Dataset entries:
=== Begin Enclosure ===
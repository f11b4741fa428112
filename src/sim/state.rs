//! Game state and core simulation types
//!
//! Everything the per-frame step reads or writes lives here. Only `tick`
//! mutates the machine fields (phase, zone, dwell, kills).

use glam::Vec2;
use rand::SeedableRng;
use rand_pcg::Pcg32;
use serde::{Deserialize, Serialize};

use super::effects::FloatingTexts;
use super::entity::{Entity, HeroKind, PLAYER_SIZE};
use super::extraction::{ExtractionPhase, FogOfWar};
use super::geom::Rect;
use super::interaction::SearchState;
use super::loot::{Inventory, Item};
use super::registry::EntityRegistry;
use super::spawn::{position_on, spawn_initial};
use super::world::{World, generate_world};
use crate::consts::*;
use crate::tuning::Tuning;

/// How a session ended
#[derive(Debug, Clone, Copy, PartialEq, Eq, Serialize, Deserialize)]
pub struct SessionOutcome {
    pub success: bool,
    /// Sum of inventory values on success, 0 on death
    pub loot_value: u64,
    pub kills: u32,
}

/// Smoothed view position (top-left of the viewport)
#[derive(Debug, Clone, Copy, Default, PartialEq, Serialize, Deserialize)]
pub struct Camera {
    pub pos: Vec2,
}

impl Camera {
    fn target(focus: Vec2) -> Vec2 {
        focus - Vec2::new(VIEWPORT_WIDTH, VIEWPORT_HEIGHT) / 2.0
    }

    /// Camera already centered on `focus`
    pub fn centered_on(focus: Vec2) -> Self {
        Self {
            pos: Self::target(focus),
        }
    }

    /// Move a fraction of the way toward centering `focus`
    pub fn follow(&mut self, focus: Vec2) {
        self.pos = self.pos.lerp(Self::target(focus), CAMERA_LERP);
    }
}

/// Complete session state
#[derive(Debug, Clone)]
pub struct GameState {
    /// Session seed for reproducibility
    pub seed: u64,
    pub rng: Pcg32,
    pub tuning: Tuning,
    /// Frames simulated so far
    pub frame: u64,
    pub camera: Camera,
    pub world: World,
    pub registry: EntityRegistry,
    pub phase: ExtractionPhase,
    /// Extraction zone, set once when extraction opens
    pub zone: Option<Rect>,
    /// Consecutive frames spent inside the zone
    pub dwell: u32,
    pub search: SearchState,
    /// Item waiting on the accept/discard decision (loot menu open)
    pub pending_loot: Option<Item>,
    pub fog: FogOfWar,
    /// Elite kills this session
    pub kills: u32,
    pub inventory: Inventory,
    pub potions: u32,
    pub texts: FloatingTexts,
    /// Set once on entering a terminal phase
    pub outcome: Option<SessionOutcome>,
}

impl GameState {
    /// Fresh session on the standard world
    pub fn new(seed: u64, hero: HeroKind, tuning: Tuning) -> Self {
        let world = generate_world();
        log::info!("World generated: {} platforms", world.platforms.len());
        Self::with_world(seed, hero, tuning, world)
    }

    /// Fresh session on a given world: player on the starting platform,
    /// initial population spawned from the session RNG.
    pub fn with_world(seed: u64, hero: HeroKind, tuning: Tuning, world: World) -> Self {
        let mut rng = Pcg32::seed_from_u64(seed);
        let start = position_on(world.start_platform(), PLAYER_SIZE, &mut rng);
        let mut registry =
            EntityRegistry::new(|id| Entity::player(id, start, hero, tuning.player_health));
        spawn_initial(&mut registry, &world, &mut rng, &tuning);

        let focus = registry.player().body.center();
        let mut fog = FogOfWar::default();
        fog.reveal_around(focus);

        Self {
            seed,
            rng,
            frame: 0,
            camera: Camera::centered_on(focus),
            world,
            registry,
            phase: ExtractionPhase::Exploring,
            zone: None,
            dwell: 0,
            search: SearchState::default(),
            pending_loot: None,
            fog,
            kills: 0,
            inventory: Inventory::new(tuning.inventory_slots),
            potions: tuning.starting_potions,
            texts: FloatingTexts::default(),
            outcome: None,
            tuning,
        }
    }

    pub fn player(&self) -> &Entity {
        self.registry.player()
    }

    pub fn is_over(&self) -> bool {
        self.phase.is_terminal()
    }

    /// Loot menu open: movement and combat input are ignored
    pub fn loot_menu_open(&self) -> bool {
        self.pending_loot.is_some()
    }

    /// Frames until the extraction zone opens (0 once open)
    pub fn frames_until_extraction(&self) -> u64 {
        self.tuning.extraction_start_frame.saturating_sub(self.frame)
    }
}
=== End Enclosure ===
=== What to work on ===
Retype word for word the line above with "Self::with_world(seed, hero, tuning, world)" and all lines after it, nothing else.

=== Solution for this problem ===
        Self::with_world(seed, hero, tuning, world)
    }

    /// Fresh session on a given world: player on the starting platform,
    /// initial population spawned from the session RNG.
    pub fn with_world(seed: u64, hero: HeroKind, tuning: Tuning, world: World) -> Self {
        let mut rng = Pcg32::seed_from_u64(seed);
        let start = position_on(world.start_platform(), PLAYER_SIZE, &mut rng);
        let mut registry =
            EntityRegistry::new(|id| Entity::player(id, start, hero, tuning.player_health));
        spawn_initial(&mut registry, &world, &mut rng, &tuning);

        let focus = registry.player().body.center();
        let mut fog = FogOfWar::default();
        fog.reveal_around(focus);

        Self {
            seed,
            rng,
            frame: 0,
            camera: Camera::centered_on(focus),
            world,
            registry,
            phase: ExtractionPhase::Exploring,
            zone: None,
            dwell: 0,
            search: SearchState::default(),
            pending_loot: None,
            fog,
            kills: 0,
            inventory: Inventory::new(tuning.inventory_slots),
            potions: tuning.starting_potions,
            texts: FloatingTexts::default(),
            outcome: None,
            tuning,
        }
    }

    pub fn player(&self) -> &Entity {
        self.registry.player()
    }

    pub fn is_over(&self) -> bool {
        self.phase.is_terminal()
    }

    /// Loot menu open: movement and combat input are ignored
    pub fn loot_menu_open(&self) -> bool {
        self.pending_loot.is_some()
    }

    /// Frames until the extraction zone opens (0 once open)
    pub fn frames_until_extraction(&self) -> u64 {
        self.tuning.extraction_start_frame.saturating_sub(self.frame)
    }
}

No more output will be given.